[[ Information shown, beginning ]]

//! Metadata state: buckets, key version chains, and multipart sessions.

pub mod bucket;
pub mod keystore;
pub mod multipart;
pub mod object;
pub mod service;

pub use bucket::Bucket;
pub use keystore::{CommitOutcome, DeleteOutcome, KeyStore, ListResult};
pub use multipart::{CompletedUpload, PartRecord, SessionState, UploadSession};
pub use object::{DeleteMarker, ObjectRecord, ObjectVersion};
pub use service::MetadataStore;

[[ Information shown, end ]]

What you have to do:
Where the string "object" turns up in a line of the data above, copy that whole line.

Exercise result:
pub mod object;
pub use object::{DeleteMarker, ObjectRecord, ObjectVersion};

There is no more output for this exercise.